» Directions for this task
Within the entries below, find the portion that opens with the line containing "filename src/main.rs" and closes with the line containing "#[tokio::main]". Retype that portion exactly and only.

» Records for the exercise
• • •
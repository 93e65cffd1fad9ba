//! In-process stand-in for the server, for unit tests.

use baas_protocol::{Encoder, MessageReader, Operation, Request, Response};
use std::net::SocketAddr;
use std::sync::atomic::{AtomicUsize, Ordering};
use std::sync::Arc;
use std::time::Duration;
use tokio::io::AsyncWriteExt;
use tokio::net::TcpListener;
use tokio::task::JoinSet;

/// What the mock does with one request.
pub(crate) enum Action {
    Reply(Response),
    Ignore,
    Close,
}

pub(crate) struct MockServer {
    pub addr: SocketAddr,
    pub accepted: Arc<AtomicUsize>,
    /// The accept loop; aborting it drops every connection it spawned.
    task: tokio::task::JoinHandle<()>,
}

impl MockServer {
    pub fn accepted(&self) -> usize {
        self.accepted.load(Ordering::SeqCst)
    }

    /// Stops listening and drops every open connection.
    pub async fn stop(self) {
        self.task.abort();
        let _ = self.task.await;
    }
}

/// Answers HASH with `hashed:<password>` and COMPARE by checking that form.
pub(crate) fn fake_hasher(request: &Request) -> Action {
    Action::Reply(match request.operation {
        Operation::Hash => Response::hashed(&request.id, format!("hashed:{}", request.password)),
        Operation::Compare => Response::compared(
            &request.id,
            request.hash.as_deref() == Some(&format!("hashed:{}", request.password)),
        ),
    })
}

pub(crate) async fn spawn<F>(respond: F) -> MockServer
where
    F: Fn(&Request) -> Action + Send + Sync + 'static,
{
    let listener = TcpListener::bind("127.0.0.1:0").await.unwrap();
    serve(listener, respond)
}

/// Like [`spawn`], on a fixed address. Retries briefly while a stopped
/// server's socket is released.
pub(crate) async fn spawn_at<F>(addr: SocketAddr, respond: F) -> MockServer
where
    F: Fn(&Request) -> Action + Send + Sync + 'static,
{
    let mut attempts = 0;
    let listener = loop {
        match TcpListener::bind(addr).await {
            Ok(listener) => break listener,
            Err(e) if attempts < 50 => {
                attempts += 1;
                tracing::debug!("Rebinding {} failed: {}", addr, e);
                tokio::time::sleep(Duration::from_millis(20)).await;
            }
            Err(e) => panic!("cannot rebind {}: {}", addr, e),
        }
    };
    serve(listener, respond)
}

fn serve<F>(listener: TcpListener, respond: F) -> MockServer
where
    F: Fn(&Request) -> Action + Send + Sync + 'static,
{
    let addr = listener.local_addr().unwrap();
    let accepted = Arc::new(AtomicUsize::new(0));
    let respond = Arc::new(respond);

    let counter = accepted.clone();
    let task = tokio::spawn(async move {
        let mut connections = JoinSet::new();
        while let Ok((stream, _)) = listener.accept().await {
            counter.fetch_add(1, Ordering::SeqCst);
            let respond = respond.clone();
            connections.spawn(async move {
                let (read, mut write) = tokio::io::split(stream);
                let mut reader: MessageReader<_, Request> = MessageReader::new(read);
                while let Some(Ok(request)) = reader.next().await {
                    match respond(&request) {
                        Action::Reply(response) => {
                            let bytes = Encoder::encode_response(&response).unwrap();
                            if write.write_all(&bytes).await.is_err() {
                                return;
                            }
                        }
                        Action::Ignore => {}
                        Action::Close => return,
                    }
                }
            });
        }
    });

    MockServer {
        addr,
        accepted,
        task,
    }
}
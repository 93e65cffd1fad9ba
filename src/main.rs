//! baas - bcrypt as a service
//!
//! A TCP service that runs password hash/verify operations on a pool of
//! worker threads.

use baas_server::{
    create_tls_acceptor, run_metrics_server, BcryptHasher, Config, Metrics, Server, ServerConfig,
};
use std::sync::Arc;
use tokio::sync::broadcast;
use tracing_subscriber::EnvFilter;

#[tokio::main]
async fn main() -> Result<(), Box<dyn std::error::Error>> {
    // Initialize logging
    tracing_subscriber::fmt()
        .with_env_filter(
            EnvFilter::try_from_default_env().unwrap_or_else(|_| EnvFilter::new("info")),
        )
        .init();

    // Defaults, then the file named by BAAS_CONFIG, then BAAS_* overrides
    let config = match Config::load() {
        Ok(c) => c,
        Err(e) => {
            tracing::error!("Failed to load config: {}", e);
            return Err(e.into());
        }
    };
    if let Ok(path) = std::env::var("BAAS_CONFIG") {
        tracing::info!("Loaded config from {}", path);
    }

    let mut server_config = ServerConfig::from_config(&config);

    tracing::info!("Starting baas server");
    tracing::info!("  Bind address: {}", server_config.bind_addr);
    tracing::info!(
        "  Workers: {}",
        config
            .workers
            .count
            .unwrap_or_else(baas_server::default_worker_count)
    );
    match config.workers.max_queue_length {
        Some(max) => tracing::info!("  Max queue length: {}", max),
        None => tracing::info!("  Max queue length: unbounded"),
    }
    tracing::info!("  bcrypt cost: {}", config.workers.bcrypt_cost);
    match server_config.socket_timeout {
        Some(timeout) => tracing::info!("  Socket timeout: {}ms", timeout.as_millis()),
        None => tracing::info!("  Socket timeout: disabled"),
    }

    if config.tls.enabled {
        let acceptor = create_tls_acceptor(&config.tls)?;
        tracing::info!("  TLS: enabled");
        server_config = server_config.with_tls(acceptor);
    } else {
        tracing::info!("  TLS: disabled");
    }

    let (metrics_shutdown, _) = broadcast::channel::<()>(1);
    let metrics_handle = if config.metrics.enabled {
        let metrics = Arc::new(Metrics::new()?);
        server_config = server_config.with_metrics(metrics.clone());

        let addr = config.metrics.bind_addr;
        let shutdown_rx = metrics_shutdown.subscribe();
        Some(tokio::spawn(async move {
            if let Err(e) = run_metrics_server(addr, metrics, shutdown_rx).await {
                tracing::error!("Metrics server error: {}", e);
            }
        }))
    } else {
        tracing::info!("  Metrics: disabled");
        None
    };

    let hasher = Arc::new(BcryptHasher::new(config.workers.bcrypt_cost));
    let server = Arc::new(Server::new(server_config, hasher));

    // Spawn shutdown signal handler
    let shutdown_server = server.clone();
    tokio::spawn(async move {
        tokio::signal::ctrl_c().await.ok();
        tracing::info!("Received shutdown signal, stopping server...");
        shutdown_server.shutdown();
    });

    // Run server (blocks until shutdown)
    let result = server.run().await;

    let _ = metrics_shutdown.send(());
    if let Some(handle) = metrics_handle {
        let _ = handle.await;
    }

    result?;
    tracing::info!("Server stopped");
    Ok(())
}
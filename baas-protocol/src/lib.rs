//! # baas-protocol
//!
//! Wire protocol for baas (bcrypt as a service).
//!
//! This crate provides:
//! - Binary framing with length prefix and CRC32C validation
//! - JSON request/response messages
//! - A lazy per-connection message reader over any `AsyncRead`

pub mod codec;
pub mod error;
pub mod frame;
pub mod message;
pub mod reader;

pub use codec::{Decoder, Encoder};
pub use error::ProtocolError;
pub use frame::{Frame, FrameFlags, FRAME_HEADER_SIZE, MAGIC};
pub use message::{Operation, Request, Response, ValidationError};
pub use reader::MessageReader;

/// Protocol version supported by this implementation.
pub const PROTOCOL_VERSION: u16 = 1;

/// Default port for the baas server.
pub const DEFAULT_PORT: u16 = 9485;

/// Maximum frame payload size (1 MiB).
pub const MAX_PAYLOAD_SIZE: u32 = 1024 * 1024;
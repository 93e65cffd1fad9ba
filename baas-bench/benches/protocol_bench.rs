//! Protocol encoding/decoding benchmarks.

use baas_protocol::{Decoder, Encoder, Frame, Request, Response};
use bytes::{Bytes, BytesMut};
use criterion::{black_box, criterion_group, criterion_main, BenchmarkId, Criterion, Throughput};

const HASH: &str = "$2b$10$fpXVmA0Jm1vQyVbKDM6mZuLnW2wI8SS9z1VpDXxvMKJ8P2HRuZt7G";

fn create_test_request(password_len: usize) -> Request {
    Request::compare("bench-1", "x".repeat(password_len), HASH)
}

fn bench_frame_encode(c: &mut Criterion) {
    let mut group = c.benchmark_group("frame_encode");

    for size in [64, 1000, 10000] {
        let frame = Frame::new(Bytes::from("x".repeat(size)));

        group.throughput(Throughput::Bytes(size as u64));
        group.bench_with_input(BenchmarkId::from_parameter(size), &frame, |b, frame| {
            b.iter(|| black_box(frame.encode().unwrap()));
        });
    }

    group.finish();
}

fn bench_frame_decode(c: &mut Criterion) {
    let mut group = c.benchmark_group("frame_decode");

    for size in [64, 1000, 10000] {
        let encoded = Frame::new(Bytes::from("x".repeat(size))).encode().unwrap();

        group.throughput(Throughput::Bytes(size as u64));
        group.bench_with_input(BenchmarkId::from_parameter(size), &encoded, |b, encoded| {
            b.iter(|| {
                let mut buf = encoded.clone();
                black_box(Frame::decode(&mut buf).unwrap())
            });
        });
    }

    group.finish();
}

fn bench_request_roundtrip(c: &mut Criterion) {
    let mut group = c.benchmark_group("request");

    for len in [8, 72] {
        let request = create_test_request(len);
        let encoded = Encoder::encode_request(&request).unwrap();

        group.throughput(Throughput::Elements(1));
        group.bench_with_input(BenchmarkId::new("encode", len), &request, |b, request| {
            b.iter(|| black_box(Encoder::encode_request(request).unwrap()));
        });
        group.bench_with_input(BenchmarkId::new("decode", len), &encoded, |b, encoded| {
            b.iter(|| {
                let mut decoder = Decoder::new();
                decoder.extend(encoded);
                black_box(decoder.decode_request().unwrap())
            });
        });
    }

    group.finish();
}

fn bench_response_decode(c: &mut Criterion) {
    let response = Response::hashed("bench-1", HASH);
    let encoded = Encoder::encode_response(&response).unwrap();

    c.bench_function("response_decode", |b| {
        b.iter(|| {
            let mut decoder = Decoder::new();
            decoder.extend(&encoded);
            black_box(decoder.decode_response().unwrap())
        });
    });
}

/// Many small frames arriving in one read, as on a busy pipelined connection.
fn bench_pipelined_decode(c: &mut Criterion) {
    let mut group = c.benchmark_group("pipelined_decode");

    for count in [10, 100] {
        let mut stream = BytesMut::new();
        for i in 0..count {
            let response = Response::hashed(i.to_string(), HASH);
            stream.extend_from_slice(&Encoder::encode_response(&response).unwrap());
        }

        group.throughput(Throughput::Elements(count as u64));
        group.bench_with_input(BenchmarkId::from_parameter(count), &stream, |b, stream| {
            b.iter(|| {
                let mut decoder = Decoder::new();
                decoder.extend(stream);
                let mut decoded = 0;
                while let Some(response) = decoder.decode_response().unwrap() {
                    black_box(response);
                    decoded += 1;
                }
                decoded
            });
        });
    }

    group.finish();
}

fn bench_crc32c(c: &mut Criterion) {
    let mut group = c.benchmark_group("crc32c");

    for size in [64, 1000, 10000] {
        let data = vec![0x42u8; size];

        group.throughput(Throughput::Bytes(size as u64));
        group.bench_with_input(BenchmarkId::from_parameter(size), &data, |b, data| {
            b.iter(|| black_box(crc32c::crc32c(data)));
        });
    }

    group.finish();
}

criterion_group!(
    benches,
    bench_frame_encode,
    bench_frame_decode,
    bench_request_roundtrip,
    bench_response_decode,
    bench_pipelined_decode,
    bench_crc32c,
);

criterion_main!(benches);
• • •
» Written response
filename src/main.rs
//! baas - bcrypt as a service
//!
//! A TCP service that runs password hash/verify operations on a pool of
//! worker threads.

use baas_server::{
    create_tls_acceptor, run_metrics_server, BcryptHasher, Config, Metrics, Server, ServerConfig,
};
use std::sync::Arc;
use tokio::sync::broadcast;
use tracing_subscriber::EnvFilter;

#[tokio::main]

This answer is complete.